At the back of the classroom, an ordinary looking girl had been trying to ignore the increasing number of stares, glares and jeers as the lecture progressed. Her appearance was so average that it was either a mathematical oddity or meticulously cultivated - brown hair cut in a trendy style, brown eyes, department store clothes, even a picture of the latest boy band featured prominently on her binder. Yet, it would also be painfully apparent to even the most casual observer that she was a pariah among her peers at that moment. A full half the class was taking each of Mr. Verelli's uses of the word "bender" as a treacherous insult spoken by the ordinary looking girl. By the half-way point of the period, she just put her head down and hid in a fortress made of her folded arms. Mr. Verelli noticed the girl's discomfort, but had little choice but to continue covering the material.

"Historians frequently debate who was or was not the, or rather 'an,' Avatar. Of particular interest to the reincarnation debate are recent texts that indicate that the 5th Dalai Lama, Lobzang Gyatso, was capable of bending all four elements, but no other Dalai Lama has shown any bending proficiency whatsoever save for the current Dalai Lama, His Holiness Tenzin Gyatso, who is a talented airbender. " The man pondered what he just said, as if only really hearing it for the first time. "Certainly, both stories of reincarnation cannot be true."

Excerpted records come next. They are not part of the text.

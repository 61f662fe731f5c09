//! One-time process-wide network subsystem startup.

use std::sync::Once;

static STARTED: Once = Once::new();

/// Runs the process-wide network subsystem startup, exactly once.
///
/// On Windows the socket subsystem (Winsock) must be started before the
/// first socket call of the process. The standard library does that lazily
/// on first socket use; this hook forces that first use here so the startup
/// happens before the endpoint's own socket is created and is never re-run
/// per endpoint. On other platforms there is nothing to start.
pub fn ensure_started() {
    STARTED.call_once(|| {
        #[cfg(windows)]
        {
            // Touching one socket makes std run WSAStartup for the process.
            // A failure here will resurface on the caller's own bind, where
            // it is reported as an initialization error.
            let _ = std::net::UdpSocket::bind(("127.0.0.1", 0));
        }
    });
}
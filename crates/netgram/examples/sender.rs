//! Simple datagram sender using netgram.
//!
//! Sends one message per second to the receiver example.
//!
//! Run:
//! - cargo run -p netgram --example sender
//! - cargo run -p netgram --example sender -- 9000 "some message"

use std::{env, thread, time::Duration};

use netgram::UdpEndpoint;

fn main() -> Result<(), Box<dyn std::error::Error>> {
    let mut args = env::args().skip(1);
    let port: u16 = args.next().and_then(|s| s.parse().ok()).unwrap_or(9000);
    let message = args.next().unwrap_or_else(|| "hello from netgram".to_string());

    let endpoint = UdpEndpoint::bind_any()?;
    endpoint.configure_remote_loopback(port)?;
    println!(
        "netgram sender on {} -> 127.0.0.1:{}",
        endpoint.local_addr()?,
        port
    );

    loop {
        let sent = endpoint.send(message.as_bytes())?;
        println!("[sent] {} bytes", sent);
        thread::sleep(Duration::from_secs(1));
    }
}
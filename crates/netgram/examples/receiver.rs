//! Simple datagram receiver using netgram.
//!
//! Run:
//! - cargo run -p netgram --example receiver
//! - cargo run -p netgram --example receiver -- 9000

use std::env;

use netgram::UdpEndpoint;

fn parse_port() -> Option<u16> {
    let mut args = env::args().skip(1);
    args.next().and_then(|s| s.parse().ok())
}

fn main() -> Result<(), Box<dyn std::error::Error>> {
    let port = parse_port().unwrap_or(9000);
    let endpoint = UdpEndpoint::bind(port, "")?;
    println!("netgram receiver listening on {}", endpoint.local_addr()?);

    loop {
        let datagram = endpoint.recv()?;
        println!(
            "[datagram] {} bytes: \"{}\"",
            datagram.len(),
            String::from_utf8_lossy(&datagram)
        );
    }
}
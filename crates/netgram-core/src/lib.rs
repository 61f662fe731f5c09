#![warn(missing_docs)]

//! netgram-core: foundational types shared across the workspace.
//!
//! This crate provides the minimal set of core types the endpoint layer is
//! built on:
//! - Error taxonomy (the four reportable kinds plus structured failure detail)
//! - Endpoint configuration
//! - The transport abstraction the endpoint logic is written against
//!
//! The endpoint itself lives in `netgram-endpoint`; `netgram` is the public
//! facade.

/// Constants shared across layers.
pub mod constants {
    /// Default capacity of the buffer-returning receive, in bytes.
    ///
    /// One Ethernet MTU: a datagram larger than this is truncated by the
    /// transport unless the caller asks for a bigger buffer.
    pub const DEFAULT_RECV_CAPACITY: u16 = 1500;

    /// Address the remote-configuration and send-to operations treat as the
    /// conventional default destination.
    pub const LOOPBACK_ADDRESS: &str = "127.0.0.1";
}

/// Endpoint configuration fixed at construction time.
pub mod config;
/// Error types and results.
pub mod error;
/// Transport abstraction for pluggable I/O.
pub mod transport;

/// Raw platform socket handle, the escape hatch for low-level configuration
/// not otherwise exposed.
#[cfg(unix)]
pub type RawHandle = std::os::fd::RawFd;

/// Raw platform socket handle, the escape hatch for low-level configuration
/// not otherwise exposed.
#[cfg(windows)]
pub type RawHandle = std::os::windows::io::RawSocket;
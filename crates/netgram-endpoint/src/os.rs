//! OS socket transport implementation.

use std::{
    io,
    mem::MaybeUninit,
    net::{SocketAddr, UdpSocket},
    time::Duration,
};

#[cfg(unix)]
use std::os::fd::AsRawFd;
#[cfg(windows)]
use std::os::windows::io::AsRawSocket;

use netgram_core::{transport::Transport, RawHandle};
use socket2::{SockAddr, SockRef};

/// [`Transport`] implementation over a bound operating-system socket.
///
/// The standard library socket already abstracts the POSIX/Winsock split;
/// `socket2` fills in the flag-carrying send the standard library does not
/// expose.
#[derive(Debug)]
pub struct OsSocket {
    socket: UdpSocket,
}

impl OsSocket {
    /// Wraps an already bound socket.
    pub fn new(socket: UdpSocket) -> Self {
        Self { socket }
    }
}

impl Transport for OsSocket {
    fn send_one(&self, payload: &[u8], addr: SocketAddr, flags: i32) -> io::Result<usize> {
        if flags == 0 {
            self.socket.send_to(payload, addr)
        } else {
            let raw_addr = SockAddr::from(addr);
            SockRef::from(&self.socket).send_to_with_flags(payload, &raw_addr, flags)
        }
    }

    fn receive_one(&self, buffer: &mut [u8], flags: i32) -> io::Result<usize> {
        if flags == 0 {
            return self.socket.recv(buffer);
        }
        // socket2 receives into uninitialized memory; stage the datagram
        // there and copy out the bytes the transport filled in.
        let mut staging = vec![MaybeUninit::<u8>::uninit(); buffer.len()];
        let received = SockRef::from(&self.socket).recv_with_flags(&mut staging, flags)?;
        // SAFETY: the transport initialized the first `received` bytes.
        let filled =
            unsafe { std::slice::from_raw_parts(staging.as_ptr().cast::<u8>(), received) };
        buffer[..received].copy_from_slice(filled);
        Ok(received)
    }

    fn set_read_timeout(&self, timeout: Option<Duration>) -> io::Result<()> {
        self.socket.set_read_timeout(timeout)
    }

    fn local_addr(&self) -> io::Result<SocketAddr> {
        self.socket.local_addr()
    }

    #[cfg(unix)]
    fn raw_handle(&self) -> RawHandle {
        self.socket.as_raw_fd()
    }

    #[cfg(windows)]
    fn raw_handle(&self) -> RawHandle {
        self.socket.as_raw_socket()
    }
}

#[cfg(test)]
mod tests {
    use super::*;

    #[test]
    fn send_and_receive_through_the_trait() {
        let receiver = OsSocket::new(UdpSocket::bind("127.0.0.1:0").unwrap());
        let sender = OsSocket::new(UdpSocket::bind("127.0.0.1:0").unwrap());
        let dest = receiver.local_addr().unwrap();

        let sent = sender.send_one(b"ping", dest, 0).unwrap();
        assert_eq!(sent, 4);

        let mut buffer = [0u8; 16];
        let received = receiver.receive_one(&mut buffer, 0).unwrap();
        assert_eq!(&buffer[..received], b"ping");
    }

    #[test]
    fn peek_flag_leaves_the_datagram_queued() {
        // MSG_PEEK is 0x2 on every supported platform.
        const MSG_PEEK: i32 = 0x2;

        let receiver = OsSocket::new(UdpSocket::bind("127.0.0.1:0").unwrap());
        let sender = OsSocket::new(UdpSocket::bind("127.0.0.1:0").unwrap());
        sender.send_one(b"peeked", receiver.local_addr().unwrap(), 0).unwrap();

        let mut buffer = [0u8; 16];
        let peeked = receiver.receive_one(&mut buffer, MSG_PEEK).unwrap();
        assert_eq!(&buffer[..peeked], b"peeked");

        // A plain receive still sees the same datagram.
        let received = receiver.receive_one(&mut buffer, 0).unwrap();
        assert_eq!(&buffer[..received], b"peeked");
    }

    #[test]
    fn read_timeout_surfaces_as_timeout_kind() {
        let socket = OsSocket::new(UdpSocket::bind("127.0.0.1:0").unwrap());
        socket.set_read_timeout(Some(Duration::from_millis(20))).unwrap();

        let mut buffer = [0u8; 16];
        let err = socket.receive_one(&mut buffer, 0).unwrap_err();
        assert!(netgram_core::error::is_timeout(&err));
    }
}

The teacher clicked forward through a variety of paintings, tapestries and old black and white photographs to illustrate a variety of points as he speaks. "However, despite the spotlight on Avatars, they were not the only benders to have monumental impact on the course of history. While some of you may have heard the name of the impregnable earthbender citadel of Ba Sing Se, I would bet you have no idea how the earthbenders who built Ba Sing Se continue to impact politics to this day." Mr. Verelli paused, clearly expecting someone to ask a question.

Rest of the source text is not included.